- [Your assignment]: Search the listing for the word "Will" and say how many lines have it, nothing besides.
──────────
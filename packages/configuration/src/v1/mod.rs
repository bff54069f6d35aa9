//! Version `1` for [Torrust Tracker](https://docs.rs/torrust-tracker) swarm
//! store configuration data structures.
//!
//! The configuration has two sections:
//!
//! - [`logging`]: how verbose the store is.
//! - [`store`]: where the swarms are persisted, how connections are pooled
//!   and the consistency policy between peer sets and peer records.
//!
//! This is the default configuration:
//!
//! ```toml
//! [logging]
//! threshold = "info"
//! style = "full"
//!
//! [store]
//! driver = "redis"
//! address = "127.0.0.1:6379"
//! database = 0
//! prefix = "torrust:"
//!
//! [store.pool]
//! max_idle_connections = 10
//! idle_timeout = 240
//! connection_timeout = 1000
//! dial_timeout = 1000
//! command_timeout = 1000
//!
//! [store.swarm]
//! peer_ttl = 0
//! atomic_batches = false
//! dangling_members = "ignore"
//! ```
//!
//! The `password` field of the `store` section is optional. When it is set
//! the connection authenticates right after dialing.
pub mod logging;
pub mod store;

use figment::providers::{Env, Format, Serialized, Toml};
use figment::Figment;
use serde::{Deserialize, Serialize};

use self::logging::Logging;
use self::store::Store;
use crate::{Error, Info, CONFIG_OVERRIDE_PREFIX, CONFIG_OVERRIDE_SEPARATOR};

/// Core configuration for the swarm store.
#[derive(Serialize, Deserialize, PartialEq, Eq, Debug, Clone, Default)]
pub struct Configuration {
    /// Logging configuration
    #[serde(default)]
    pub logging: Logging,

    /// Store configuration
    #[serde(default)]
    pub store: Store,
}

impl Configuration {
    /// Loads the configuration from the `Info` struct. Values missing in the
    /// TOML document take their default, and the environment overrides win
    /// over both.
    ///
    /// # Errors
    ///
    /// Will return `Err` if the TOML document or an override cannot be
    /// parsed into the configuration.
    pub fn load(info: &Info) -> Result<Configuration, Error> {
        let figment = Figment::from(Serialized::defaults(Configuration::default()));

        let figment = match &info.config_toml {
            Some(config_toml) => figment.merge(Toml::string(config_toml)),
            None => figment.merge(Toml::file(&info.config_toml_path)),
        };

        let config: Configuration = figment
            .merge(Env::prefixed(CONFIG_OVERRIDE_PREFIX).split(CONFIG_OVERRIDE_SEPARATOR))
            .extract()?;

        Ok(config)
    }

    /// Encodes the configuration to TOML.
    ///
    /// # Errors
    ///
    /// Will return `Err` if the configuration cannot be represented in TOML.
    pub fn to_toml(&self) -> Result<String, Error> {
        Ok(toml::to_string(self)?)
    }
}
──────────
- [Answer area]: 2